Metadata-Version: 2.4
Name: fusilli-multiqc
Version: 1.0.0
Summary: Custom MultiQC modules for FUSILLI fusion detection pipeline
Author: Chris Macdonald
License: MIT
Classifier: Development Status :: 4 - Beta
Classifier: Intended Audience :: Science/Research
Classifier: License :: OSI Approved :: MIT License
Classifier: Programming Language :: Python :: 3
Classifier: Programming Language :: Python :: 3.8
Classifier: Programming Language :: Python :: 3.9
Classifier: Programming Language :: Python :: 3.10
Classifier: Programming Language :: Python :: 3.11
Classifier: Topic :: Scientific/Engineering :: Bio-Informatics
Requires-Python: >=3.8
Description-Content-Type: text/markdown
License-File: LICENSE
Requires-Dist: multiqc<2.0,>=1.25
Requires-Dist: pandas>=1.0
Requires-Dist: numpy>=1.0
Provides-Extra: test
Requires-Dist: pytest>=7.0; extra == "test"
Requires-Dist: pytest-cov; extra == "test"
Dynamic: license-file

# fusilli-multiqc

Custom MultiQC modules for the FUSILLI fusion library pipeline.

This package is made to be run with the FUSILLI pipeline: https://github.com/user/fusilli. It provides metrics and visualizations specific to the pipeline's outputs.

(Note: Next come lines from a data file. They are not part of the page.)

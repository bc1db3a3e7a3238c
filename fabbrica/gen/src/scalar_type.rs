//! Scalar kind to target type mapping.
//!
//! | scalar kind | target type              |
//! |-------------|--------------------------|
//! | Boolean     | `boolean`                |
//! | String      | `string`                 |
//! | Int         | `number`                 |
//! | Float       | `number`                 |
//! | BigInt      | `bigint`                 |
//! | Decimal     | `Prisma.Decimal`         |
//! | DateTime    | `Date`                   |
//! | Bytes       | `Buffer`                 |
//! | Json        | `Prisma.InputJsonValue`  |

use std::str::FromStr;

use fabbrica_define::{FieldInputType, ScalarKind};
use proc_macro2::TokenStream;
use quote::{ToTokens, quote};

use crate::errors::GeneratorError;

/// A target-language type for a scalar member.
#[derive(Debug, Clone, PartialEq, Eq)]
pub enum TsType {
    Boolean,
    String,
    Number,
    BigInt,
    /// The client's arbitrary-precision decimal class.
    Decimal,
    Date,
    Buffer,
    /// The client's accepted JSON input value.
    Json,
    Array(Box<TsType>),
}

impl From<ScalarKind> for TsType {
    fn from(kind: ScalarKind) -> Self {
        match kind {
            ScalarKind::Boolean => Self::Boolean,
            ScalarKind::String => Self::String,
            ScalarKind::Int | ScalarKind::Float => Self::Number,
            ScalarKind::BigInt => Self::BigInt,
            ScalarKind::Decimal => Self::Decimal,
            ScalarKind::DateTime => Self::Date,
            ScalarKind::Bytes => Self::Buffer,
            ScalarKind::Json => Self::Json,
        }
    }
}

impl ToTokens for TsType {
    fn to_tokens(&self, tokens: &mut TokenStream) {
        tokens.extend(match self {
            Self::Boolean => quote!(boolean),
            Self::String => quote!(string),
            Self::Number => quote!(number),
            Self::BigInt => quote!(bigint),
            Self::Decimal => quote!(Prisma.Decimal),
            Self::Date => quote!(Date),
            Self::Buffer => quote!(Buffer),
            Self::Json => quote!(Prisma.InputJsonValue),
            Self::Array(element) => quote!(#element[]),
        });
    }
}

/// Parses the scalar kind of a descriptor, with model/field context for errors.
///
/// ## Errors
///
/// - `GeneratorError::NotScalarField` if the descriptor is not scalar. This
///   means the caller misclassified the field.
/// - `GeneratorError::UnknownScalarType` if the kind is outside the closed set.
pub fn scalar_kind(
    model_name: &str,
    field_name: &str,
    descriptor: &FieldInputType,
) -> Result<ScalarKind, GeneratorError> {
    if !descriptor.is_scalar() {
        return Err(GeneratorError::NotScalarField {
            model: model_name.to_string(),
            field: field_name.to_string(),
        });
    }

    ScalarKind::from_str(&descriptor.type_name).map_err(|_| GeneratorError::UnknownScalarType {
        model: model_name.to_string(),
        field: field_name.to_string(),
        kind: descriptor.type_name.clone(),
    })
}

/// Maps a scalar descriptor to its target type. List descriptors map to
/// arrays of the element type.
pub fn scalar_field_type(
    model_name: &str,
    field_name: &str,
    descriptor: &FieldInputType,
) -> Result<TsType, GeneratorError> {
    let element = TsType::from(scalar_kind(model_name, field_name, descriptor)?);
    if descriptor.is_list {
        Ok(TsType::Array(Box::new(element)))
    } else {
        Ok(element)
    }
}
//! Registry entry for an entity's factory definition.

use tracing::debug;

use super::{Declaration, DeclarationKind, EntityContext};
use crate::errors::GeneratorError;
use crate::naming::to_ident;
use crate::template::{Bindings, Template};

/// The registry declared in the file header.
pub const REGISTRY: &str = "defineFnMap";

const TEMPLATE: &str = "defineFnMap.set(MODEL_NAME, DEFINE_FACTORY);";

/// Generates `defineFnMap.set("E", defineEFactory);`.
///
/// Registration runs at module load in entity order. The registry is a `Map`,
/// so registering a name again replaces the earlier entry.
pub fn generate_registration(ctx: &EntityContext<'_>) -> Result<Declaration, GeneratorError> {
    let names = &ctx.names;

    let fragment = Template::statement(TEMPLATE)?.render(
        Bindings::new()
            .string("MODEL_NAME", &names.model)
            .node("DEFINE_FACTORY", to_ident(&names.define_factory, "define factory function")?),
    )?;

    debug!(model = %names.model, "Generated registration");

    Ok(Declaration::new(DeclarationKind::Statement, fragment)
        .referencing(REGISTRY)
        .referencing(&names.define_factory))
}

- **Detection Metrics**: Detection efficiency, library coverage, and sensitivity analysis
- **Diversity Metrics**: Library diversity metrics
- **Processing Metrics**: Read and base retention and loss through processing steps
- **Partner Detection**: Partner detection metrics and coverage across samples

## Installation

### Through FUSILLI

The FUSILLI pipeline uses a conda environment to install multiqc and this module. You should not need to install this module separately if you are using FUSILLI.

### Through pip

```bash
pip install fusilli-multiqc
```

## Requirements

- Python >= 3.8
- MultiQC >= 1.0
- pandas >= 1.0
- numpy >= 1.0

## Usage

After installation, the modules will be automatically discovered by MultiQC when you run:

```bash
multiqc <results_directory>
```

The modules will automatically detect and parse the following FUSILLI output files:

- `fusion_qc_metrics.csv` - Detection efficiency and coverage metrics
- `sensitivity_metrics.csv` - Sensitivity analysis data
- `fusion_counts_summary.csv` - Fusion count data for diversity analysis
- `decay_metrics.csv` - Read decay through preprocessing steps
- `partner_counts_summary.csv` - Partner detection counts

## Module Descriptions

### Detection Metrics Module (`fusilli_detection`)

Visualizes:
- **Detection Efficiency**: Fraction of processed reads that matched fusion sequences
- **Prefilter Efficiency**: Fraction of reads containing partner domain 3' ends
- **Matching Efficiency**: Fraction of prefiltered reads that matched specific breakpoints
- **Library Coverage**: Variant, breakpoint, and partner coverage metrics
- **Sensitivity Analysis**: Sensitivity index vs expected detection fraction

### Diversity Metrics Module (`fusilli_diversity`)

Visualizes:
- **Shannon Diversity**: Measures both richness and evenness
- **Simpson Diversity**: Measures dominance
- **Evenness**: Pielou's evenness index
- **Top N Fractions**: Distribution of counts across top variants
- **Variant Count Distribution**: Histogram of variant abundances

### Preprocessing Metrics Module (`fusilli_preprocessing`)

Visualizes:
- **Read Decay**: Read counts at each preprocessing step (log scale)
- **Retention Rates**: Fraction of reads retained after each step
- **Step Loss Breakdown**: Cumulative loss of reads through preprocessing

### Partner Detection Module (`fusilli_partners`)

Visualizes:
- **Partner Detection Heatmap**: Binary detection matrix of partners across samples
- **Partner Coverage**: Number of samples with detection per partner
- **Partner End vs Linker**: Comparison of detection methods

## License

MIT License - see LICENSE file for details.